> **About this exercise**
State how many lines of the listing below include the word "Future". Give only the number.

> **Provided records**
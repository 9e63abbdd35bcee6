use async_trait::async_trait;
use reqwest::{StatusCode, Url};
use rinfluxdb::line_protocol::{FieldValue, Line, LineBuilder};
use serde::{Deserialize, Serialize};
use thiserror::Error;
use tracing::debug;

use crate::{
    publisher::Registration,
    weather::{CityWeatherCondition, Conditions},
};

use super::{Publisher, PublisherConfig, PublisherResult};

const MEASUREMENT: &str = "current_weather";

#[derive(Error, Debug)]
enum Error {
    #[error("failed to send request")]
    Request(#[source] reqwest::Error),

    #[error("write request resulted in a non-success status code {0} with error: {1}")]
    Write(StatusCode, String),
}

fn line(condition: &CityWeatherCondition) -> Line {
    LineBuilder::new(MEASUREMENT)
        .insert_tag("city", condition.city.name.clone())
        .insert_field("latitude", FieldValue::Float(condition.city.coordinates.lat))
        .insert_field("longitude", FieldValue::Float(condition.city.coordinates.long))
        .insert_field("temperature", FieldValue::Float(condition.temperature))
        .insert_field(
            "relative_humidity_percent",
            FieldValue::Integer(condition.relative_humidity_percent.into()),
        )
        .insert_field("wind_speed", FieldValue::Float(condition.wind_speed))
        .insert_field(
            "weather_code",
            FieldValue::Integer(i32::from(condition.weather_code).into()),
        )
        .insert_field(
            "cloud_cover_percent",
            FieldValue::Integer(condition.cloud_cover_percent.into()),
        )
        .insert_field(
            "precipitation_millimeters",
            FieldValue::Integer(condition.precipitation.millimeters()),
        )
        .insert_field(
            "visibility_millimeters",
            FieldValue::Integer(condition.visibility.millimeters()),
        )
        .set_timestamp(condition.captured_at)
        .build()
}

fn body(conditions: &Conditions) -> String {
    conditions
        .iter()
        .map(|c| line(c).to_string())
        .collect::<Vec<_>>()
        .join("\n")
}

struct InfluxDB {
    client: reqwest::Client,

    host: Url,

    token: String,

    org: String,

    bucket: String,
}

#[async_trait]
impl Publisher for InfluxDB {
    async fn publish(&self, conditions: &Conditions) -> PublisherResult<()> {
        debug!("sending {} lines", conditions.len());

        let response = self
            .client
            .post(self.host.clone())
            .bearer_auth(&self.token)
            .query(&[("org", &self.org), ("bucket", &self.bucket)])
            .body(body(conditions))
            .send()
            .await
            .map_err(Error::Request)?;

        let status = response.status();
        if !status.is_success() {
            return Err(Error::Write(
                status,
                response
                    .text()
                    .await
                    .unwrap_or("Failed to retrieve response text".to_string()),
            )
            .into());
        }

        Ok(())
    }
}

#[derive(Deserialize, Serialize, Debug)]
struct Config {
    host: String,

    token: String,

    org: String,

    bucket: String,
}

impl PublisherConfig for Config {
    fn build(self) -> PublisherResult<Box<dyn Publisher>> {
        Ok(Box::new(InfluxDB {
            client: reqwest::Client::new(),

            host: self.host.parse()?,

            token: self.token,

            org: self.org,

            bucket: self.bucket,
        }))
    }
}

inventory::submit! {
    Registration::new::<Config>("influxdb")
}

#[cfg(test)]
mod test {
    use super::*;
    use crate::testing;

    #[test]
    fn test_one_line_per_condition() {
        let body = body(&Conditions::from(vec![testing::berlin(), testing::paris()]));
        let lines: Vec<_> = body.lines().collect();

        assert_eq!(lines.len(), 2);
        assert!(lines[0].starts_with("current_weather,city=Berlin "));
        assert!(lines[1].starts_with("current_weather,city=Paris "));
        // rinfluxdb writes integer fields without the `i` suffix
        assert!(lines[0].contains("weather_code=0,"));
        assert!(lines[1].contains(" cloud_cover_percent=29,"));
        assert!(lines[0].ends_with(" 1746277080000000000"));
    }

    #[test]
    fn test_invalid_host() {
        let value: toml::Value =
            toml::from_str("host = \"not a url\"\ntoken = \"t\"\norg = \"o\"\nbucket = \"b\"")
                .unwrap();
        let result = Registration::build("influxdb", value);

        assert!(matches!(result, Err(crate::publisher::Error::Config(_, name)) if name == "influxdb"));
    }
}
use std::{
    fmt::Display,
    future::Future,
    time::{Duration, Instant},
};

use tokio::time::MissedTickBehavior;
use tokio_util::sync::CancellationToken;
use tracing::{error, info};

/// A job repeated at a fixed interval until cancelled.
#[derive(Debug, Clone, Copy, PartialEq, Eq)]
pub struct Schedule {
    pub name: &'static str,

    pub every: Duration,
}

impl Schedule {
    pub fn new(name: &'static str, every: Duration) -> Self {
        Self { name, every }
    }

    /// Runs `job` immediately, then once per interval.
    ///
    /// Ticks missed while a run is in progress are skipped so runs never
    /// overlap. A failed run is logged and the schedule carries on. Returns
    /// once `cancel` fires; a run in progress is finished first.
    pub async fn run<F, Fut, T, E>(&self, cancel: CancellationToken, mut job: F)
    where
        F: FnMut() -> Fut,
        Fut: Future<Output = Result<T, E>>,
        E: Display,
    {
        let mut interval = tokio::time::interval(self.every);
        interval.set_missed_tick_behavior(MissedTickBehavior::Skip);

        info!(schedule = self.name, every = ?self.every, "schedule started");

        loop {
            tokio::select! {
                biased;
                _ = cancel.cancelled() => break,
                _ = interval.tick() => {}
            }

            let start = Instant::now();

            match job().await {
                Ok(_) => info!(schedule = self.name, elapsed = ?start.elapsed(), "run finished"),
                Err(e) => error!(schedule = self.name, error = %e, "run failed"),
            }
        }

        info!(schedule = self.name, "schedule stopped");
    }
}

---

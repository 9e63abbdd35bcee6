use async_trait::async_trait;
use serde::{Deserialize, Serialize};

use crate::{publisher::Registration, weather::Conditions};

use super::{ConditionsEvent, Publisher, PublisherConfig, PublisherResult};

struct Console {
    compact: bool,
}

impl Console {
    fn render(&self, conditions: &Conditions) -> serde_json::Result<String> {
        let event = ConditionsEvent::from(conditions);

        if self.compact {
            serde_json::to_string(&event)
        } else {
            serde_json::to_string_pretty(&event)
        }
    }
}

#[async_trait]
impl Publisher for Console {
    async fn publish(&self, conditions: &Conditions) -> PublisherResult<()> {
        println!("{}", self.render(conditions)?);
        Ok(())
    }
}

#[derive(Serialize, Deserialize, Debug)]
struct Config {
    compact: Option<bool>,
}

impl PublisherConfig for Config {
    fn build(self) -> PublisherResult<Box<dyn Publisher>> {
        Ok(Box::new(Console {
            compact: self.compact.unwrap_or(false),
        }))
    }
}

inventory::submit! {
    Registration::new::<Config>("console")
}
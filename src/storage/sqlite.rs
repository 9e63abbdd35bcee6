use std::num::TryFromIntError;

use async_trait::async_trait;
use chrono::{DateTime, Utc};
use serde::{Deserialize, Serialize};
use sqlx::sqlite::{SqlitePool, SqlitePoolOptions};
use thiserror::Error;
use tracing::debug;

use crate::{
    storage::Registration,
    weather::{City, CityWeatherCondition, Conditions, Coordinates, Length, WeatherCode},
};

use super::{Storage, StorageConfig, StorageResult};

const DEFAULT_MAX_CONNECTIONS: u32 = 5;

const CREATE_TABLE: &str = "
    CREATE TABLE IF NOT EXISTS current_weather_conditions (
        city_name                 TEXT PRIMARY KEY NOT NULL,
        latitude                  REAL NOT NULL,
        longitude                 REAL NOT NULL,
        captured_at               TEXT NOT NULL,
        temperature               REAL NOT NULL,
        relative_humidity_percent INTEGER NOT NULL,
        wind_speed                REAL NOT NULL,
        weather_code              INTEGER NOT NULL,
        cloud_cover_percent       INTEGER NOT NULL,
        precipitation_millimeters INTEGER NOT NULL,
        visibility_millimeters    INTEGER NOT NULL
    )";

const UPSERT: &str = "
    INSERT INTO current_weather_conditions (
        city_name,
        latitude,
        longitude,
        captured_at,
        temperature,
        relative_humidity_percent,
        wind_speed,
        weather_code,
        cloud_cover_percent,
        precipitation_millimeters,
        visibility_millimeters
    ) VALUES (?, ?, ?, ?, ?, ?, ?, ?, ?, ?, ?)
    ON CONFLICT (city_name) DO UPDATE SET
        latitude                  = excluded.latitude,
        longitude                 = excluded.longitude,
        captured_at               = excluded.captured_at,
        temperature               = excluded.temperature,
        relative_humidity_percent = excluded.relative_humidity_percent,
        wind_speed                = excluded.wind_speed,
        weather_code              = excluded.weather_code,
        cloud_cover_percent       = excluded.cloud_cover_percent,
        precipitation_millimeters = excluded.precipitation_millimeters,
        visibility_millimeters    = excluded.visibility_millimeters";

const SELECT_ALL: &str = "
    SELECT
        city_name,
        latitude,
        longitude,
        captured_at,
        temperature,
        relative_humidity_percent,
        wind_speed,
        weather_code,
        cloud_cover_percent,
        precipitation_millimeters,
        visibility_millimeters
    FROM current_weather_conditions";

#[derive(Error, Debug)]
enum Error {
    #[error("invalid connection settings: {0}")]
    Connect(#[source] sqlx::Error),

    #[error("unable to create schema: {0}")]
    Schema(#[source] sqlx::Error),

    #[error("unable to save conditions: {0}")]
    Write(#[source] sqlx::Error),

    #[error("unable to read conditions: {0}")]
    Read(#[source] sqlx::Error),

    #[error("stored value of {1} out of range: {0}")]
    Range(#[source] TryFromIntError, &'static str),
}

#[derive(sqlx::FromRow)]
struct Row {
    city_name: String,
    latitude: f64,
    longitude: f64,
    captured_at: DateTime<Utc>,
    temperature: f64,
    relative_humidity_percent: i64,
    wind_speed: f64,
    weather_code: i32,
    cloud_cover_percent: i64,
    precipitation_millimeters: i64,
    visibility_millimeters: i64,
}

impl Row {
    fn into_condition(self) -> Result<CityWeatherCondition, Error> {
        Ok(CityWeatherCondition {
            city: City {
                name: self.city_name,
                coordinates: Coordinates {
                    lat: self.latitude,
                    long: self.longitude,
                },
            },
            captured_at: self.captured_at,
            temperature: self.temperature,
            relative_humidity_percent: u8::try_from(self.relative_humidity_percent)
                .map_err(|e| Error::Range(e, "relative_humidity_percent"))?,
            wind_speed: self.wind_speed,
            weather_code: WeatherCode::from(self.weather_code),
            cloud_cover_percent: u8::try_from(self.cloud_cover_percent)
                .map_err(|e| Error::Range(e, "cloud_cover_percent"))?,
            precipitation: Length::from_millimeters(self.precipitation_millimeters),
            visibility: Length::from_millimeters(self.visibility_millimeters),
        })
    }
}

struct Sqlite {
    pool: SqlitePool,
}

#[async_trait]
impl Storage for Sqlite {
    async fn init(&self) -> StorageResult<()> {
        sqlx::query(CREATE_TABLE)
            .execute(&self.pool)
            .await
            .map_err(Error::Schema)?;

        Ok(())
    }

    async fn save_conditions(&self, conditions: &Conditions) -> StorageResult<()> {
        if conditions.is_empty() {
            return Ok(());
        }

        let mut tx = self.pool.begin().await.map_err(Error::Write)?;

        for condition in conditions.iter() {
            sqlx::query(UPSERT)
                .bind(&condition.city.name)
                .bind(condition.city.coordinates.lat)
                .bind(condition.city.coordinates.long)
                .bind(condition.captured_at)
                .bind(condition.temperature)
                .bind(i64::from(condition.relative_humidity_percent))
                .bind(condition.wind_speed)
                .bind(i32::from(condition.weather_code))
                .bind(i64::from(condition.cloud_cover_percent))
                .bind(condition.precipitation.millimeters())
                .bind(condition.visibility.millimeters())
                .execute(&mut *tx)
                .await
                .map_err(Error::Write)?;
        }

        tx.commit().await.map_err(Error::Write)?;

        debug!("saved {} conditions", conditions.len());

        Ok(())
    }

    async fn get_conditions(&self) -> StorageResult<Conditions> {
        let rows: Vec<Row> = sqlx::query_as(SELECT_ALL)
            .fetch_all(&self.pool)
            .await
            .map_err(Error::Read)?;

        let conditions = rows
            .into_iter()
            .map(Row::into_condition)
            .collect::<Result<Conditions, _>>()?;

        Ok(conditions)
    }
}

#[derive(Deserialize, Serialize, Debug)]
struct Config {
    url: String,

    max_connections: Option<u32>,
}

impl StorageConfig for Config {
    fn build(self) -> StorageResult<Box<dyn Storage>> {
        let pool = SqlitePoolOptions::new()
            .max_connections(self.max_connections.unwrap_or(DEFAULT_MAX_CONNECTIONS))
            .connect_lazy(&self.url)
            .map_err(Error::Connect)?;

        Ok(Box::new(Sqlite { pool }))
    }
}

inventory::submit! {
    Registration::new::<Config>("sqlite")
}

* * *

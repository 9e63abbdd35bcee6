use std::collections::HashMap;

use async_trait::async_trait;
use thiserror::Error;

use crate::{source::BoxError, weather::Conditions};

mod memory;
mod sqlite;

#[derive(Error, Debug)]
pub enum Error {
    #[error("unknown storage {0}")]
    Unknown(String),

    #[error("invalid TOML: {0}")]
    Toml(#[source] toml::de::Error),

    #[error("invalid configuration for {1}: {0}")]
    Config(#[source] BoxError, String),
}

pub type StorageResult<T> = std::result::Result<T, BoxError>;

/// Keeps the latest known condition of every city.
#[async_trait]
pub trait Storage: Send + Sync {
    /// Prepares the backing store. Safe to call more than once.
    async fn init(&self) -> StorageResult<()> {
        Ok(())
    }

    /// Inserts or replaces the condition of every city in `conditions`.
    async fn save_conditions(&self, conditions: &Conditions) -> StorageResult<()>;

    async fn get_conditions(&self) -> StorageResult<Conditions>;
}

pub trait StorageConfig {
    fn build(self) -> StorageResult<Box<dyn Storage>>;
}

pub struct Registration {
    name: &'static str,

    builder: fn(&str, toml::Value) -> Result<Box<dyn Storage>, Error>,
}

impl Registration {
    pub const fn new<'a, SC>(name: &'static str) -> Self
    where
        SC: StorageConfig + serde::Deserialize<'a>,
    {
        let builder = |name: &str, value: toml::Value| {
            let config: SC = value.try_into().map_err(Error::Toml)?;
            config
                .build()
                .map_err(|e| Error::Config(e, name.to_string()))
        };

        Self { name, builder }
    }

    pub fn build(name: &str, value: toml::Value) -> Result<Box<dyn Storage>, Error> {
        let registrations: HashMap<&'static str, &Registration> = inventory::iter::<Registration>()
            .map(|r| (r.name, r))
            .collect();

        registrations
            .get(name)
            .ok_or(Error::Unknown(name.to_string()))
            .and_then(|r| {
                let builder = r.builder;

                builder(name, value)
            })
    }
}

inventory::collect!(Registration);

> **Response box**
2